I’ve been thinking about this since Saturday. Here’s my theory: the problem with Google is that Eric Schmidt is creepy. I think he’s a really weird dude. Recall, for example, this comment of Schmidt’s from 2009, regarding Google and privacy: “If you have something that you don’t want anyone to know, maybe you shouldn’t be doing it in the first place.”
The industry is filled with eccentric CEOs — billionaires who, say, wear a wardrobe that consists of nothing but identical black shirts and Levi’s 501 jeans, or who dress as a samurai warrior, including swords, at their home. But Schmidt doesn’t seem eccentric (or at least not merely so). He seems creepy.
Here’s a report by Jon Fortt for Fortune, regarding a talk Schmidt gave in March in Abu Dhabi:
In one of the sharper exchanges of the afternoon, a questioner challenged Schmidt with the fact that Google is collecting a staggering amount of information about who we are, what we’re thinking, and even where we are. “All this information that you have about us: where does it go? Who has access to that?” (Google servers and Google employees, under careful rules, Schmidt said.) “Does that scare everyone in this room?” The questioner asked, to applause. “Would you prefer someone else?” Schmidt shot back – to laughter and even greater applause. “Is there a government that you would prefer to be in charge of this?”

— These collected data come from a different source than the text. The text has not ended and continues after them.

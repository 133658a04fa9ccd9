//! Ordered, idempotent teardown of a call's resources.

use super::quality::ConnectionQuality;
use super::state::{CallSession, LocalMediaFlags, RemoteMediaFlags};
use crate::config::CallConfig;
use crate::types::events::{CloseReason, Event, EventBus, SessionClosed};
use log::{debug, info};
use std::sync::Arc;
use std::time::Duration;

/// What cleanup released.
#[derive(Debug, Clone, Default, PartialEq, Eq)]
pub struct TeardownReport {
    /// Transports that were still open; pending negotiation on them must be cancelled.
    pub closed_transports: Vec<String>,
    pub stopped_tracks: usize,
}

pub struct CleanupCoordinator {
    config: CallConfig,
    events: Arc<EventBus>,
}

impl CleanupCoordinator {
    pub fn new(config: CallConfig, events: Arc<EventBus>) -> Self {
        Self { config, events }
    }

    /// Release everything the session holds and announce it closed.
    ///
    /// Returns `None` if the session was already torn down.
    pub fn teardown(
        &self,
        session: &mut CallSession,
        reason: CloseReason,
    ) -> Option<TeardownReport> {
        if session.closed {
            debug!(target: "Calls/Cleanup", "Session already torn down, skipping");
            return None;
        }

        let closed_transports = session.media.close_transports();
        session.media.clear_handles();
        let stopped_tracks = session
            .local_stream
            .take()
            .map(|stream| stream.stop())
            .unwrap_or(0);
        session.local_media = LocalMediaFlags::new(self.config.initial_facing_mode);
        session.remote_party = None;
        session.quality = ConnectionQuality::Unknown;
        session.remote_media = RemoteMediaFlags::default();

        session.closed = true;
        info!(
            target: "Calls/Cleanup",
            "Call {} torn down ({reason:?}): {} transport(s), {stopped_tracks} track(s)",
            session.call_id.as_ref().map(|id| id.as_str()).unwrap_or("-"),
            closed_transports.len()
        );
        self.events.dispatch(Event::SessionClosed(SessionClosed {
            call_id: session.call_id.clone(),
            reason,
        }));

        Some(TeardownReport {
            closed_transports,
            stopped_tracks,
        })
    }

    /// How long a fatal error stays on screen, then how long until resources go.
    pub fn error_schedule(&self) -> (Duration, Duration) {
        (
            self.config.error_display_delay,
            self.config.error_teardown_delay,
        )
    }

    /// How long a non-completed "ended" status stays visible.
    pub fn ended_status_visibility(&self) -> Duration {
        self.config.ended_status_visibility
    }
}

That’s a glib answer, but at least our government answers to its citizens through elections. Schmidt answers to Google shareholders. And who’s to say the government won’t have access, by way of subpoenas, to the information Google — and any other cloud service providers — store about us? Maybe the question isn’t who should hold this information, but rather should anyone hold this information.
More and more, I get the feeling that if there’s a rift between the old “Don’t be evil” Google and the new “Let’s do whatever we want” Google, that it’s a rift between Schmidt and Larry/Sergey — if not personally, then at least culturally within the company. On the one side, the Larry/Sergey Google that makes amazing cool things — the search engine, Gmail, Android. On the other, the Schmidt Google that, in its efforts to serve ads as efficiently as possible, no longer seems concerned with the traditional Western concept of personal privacy.
A lot of people seem surprised by Google’s alliance with Verizon on mobile network neutrality. That stance doesn’t fit with my view of the Larry/Sergey Google. But it fits my idea of the Schmidt Google like a glove.